What the task requires -
Look through the listing and locate every line containing the word "JoinHandle"; copy those lines.

Data records -

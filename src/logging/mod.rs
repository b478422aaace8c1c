use std::{
    io::{self, Write},
    path::Path,
};

use env_logger::Builder;
use log::LevelFilter;
use tokio::{
    fs::{create_dir_all, metadata, OpenOptions},
    io::{AsyncWriteExt, BufWriter},
    sync::mpsc::{unbounded_channel, UnboundedReceiver, UnboundedSender},
    task::JoinHandle,
};

use crate::{config, config_error, core::RouterResult};

pub struct AsyncWriter {
    sender: UnboundedSender<Vec<u8>>,
}

impl Write for AsyncWriter {
    fn write(&mut self, buf: &[u8]) -> io::Result<usize> {
        let data = buf.to_vec();
        self.sender.send(data).map_err(io::Error::other)?;
        Ok(buf.len())
    }

    fn flush(&mut self) -> io::Result<()> {
        Ok(())
    }
}

/// Log setup: stderr by default, or a file when `log.path` is configured.
///
/// File output goes through a channel drained by [`Logger::run`], so
/// logging never blocks on disk I/O.
pub struct Logger {
    sender: UnboundedSender<Vec<u8>>,
    receiver: UnboundedReceiver<Vec<u8>>,
    config: Option<config::Log>,
}

impl Logger {
    pub fn new(config: Option<config::Log>) -> Self {
        let (sender, receiver) = unbounded_channel::<Vec<u8>>();
        Self {
            sender,
            receiver,
            config,
        }
    }

    fn create_async_writer(&self) -> AsyncWriter {
        AsyncWriter {
            sender: self.sender.clone(),
        }
    }

    /// Install the global logger. `RUST_LOG` overrides the default `info` level.
    pub fn init_env_logger(&self) {
        let mut builder = Builder::new();
        builder
            .filter(None, LevelFilter::Info)
            .parse_env(env_logger::Env::default());
        if self.config.is_some() {
            builder.target(env_logger::Target::Pipe(Box::new(self.create_async_writer())));
        }
        if let Err(e) = builder.try_init() {
            eprintln!("Logger already initialized: {e}");
        }
    }

    /// Spawn the file writer task; `None` when logging to stderr.
    pub fn spawn(self) -> Option<JoinHandle<RouterResult<()>>> {
        self.config.is_some().then(|| tokio::spawn(self.run()))
    }

    /// Append every record to the log file until all writers are gone.
    pub async fn run(self) -> RouterResult<()> {
        let Logger {
            sender,
            mut receiver,
            config,
        } = self;
        // only the writers handed to env_logger keep the channel open
        drop(sender);

        let Some(config) = config else {
            return Ok(());
        };
        let log_file_path = &config.path;

        if let Some(parent) = Path::new(log_file_path).parent() {
            if metadata(parent).await.is_err() {
                create_dir_all(parent)
                    .await
                    .map_err(|e| config_error!("Failed to create log path {:?}: {}", parent, e))?;
            }
        }

        let mut file = BufWriter::new(
            OpenOptions::new()
                .append(true)
                .create(true)
                .open(log_file_path)
                .await
                .map_err(|e| config_error!("Failed to open log file {}: {}", log_file_path, e))?,
        );

        while let Some(data) = receiver.recv().await {
            if let Err(e) = file.write_all(&data).await {
                eprintln!("Failed to write to log file: {e}");
                continue;
            }
            // keep the file current whenever the channel runs dry
            if receiver.is_empty() {
                if let Err(e) = file.flush().await {
                    eprintln!("Failed to flush log file: {e}");
                }
            }
        }

        file.flush()
            .await
            .map_err(|e| config_error!("Failed to flush log file: {}", e))
    }
}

The completed task -
    task::JoinHandle,
    pub fn spawn(self) -> Option<JoinHandle<RouterResult<()>>> {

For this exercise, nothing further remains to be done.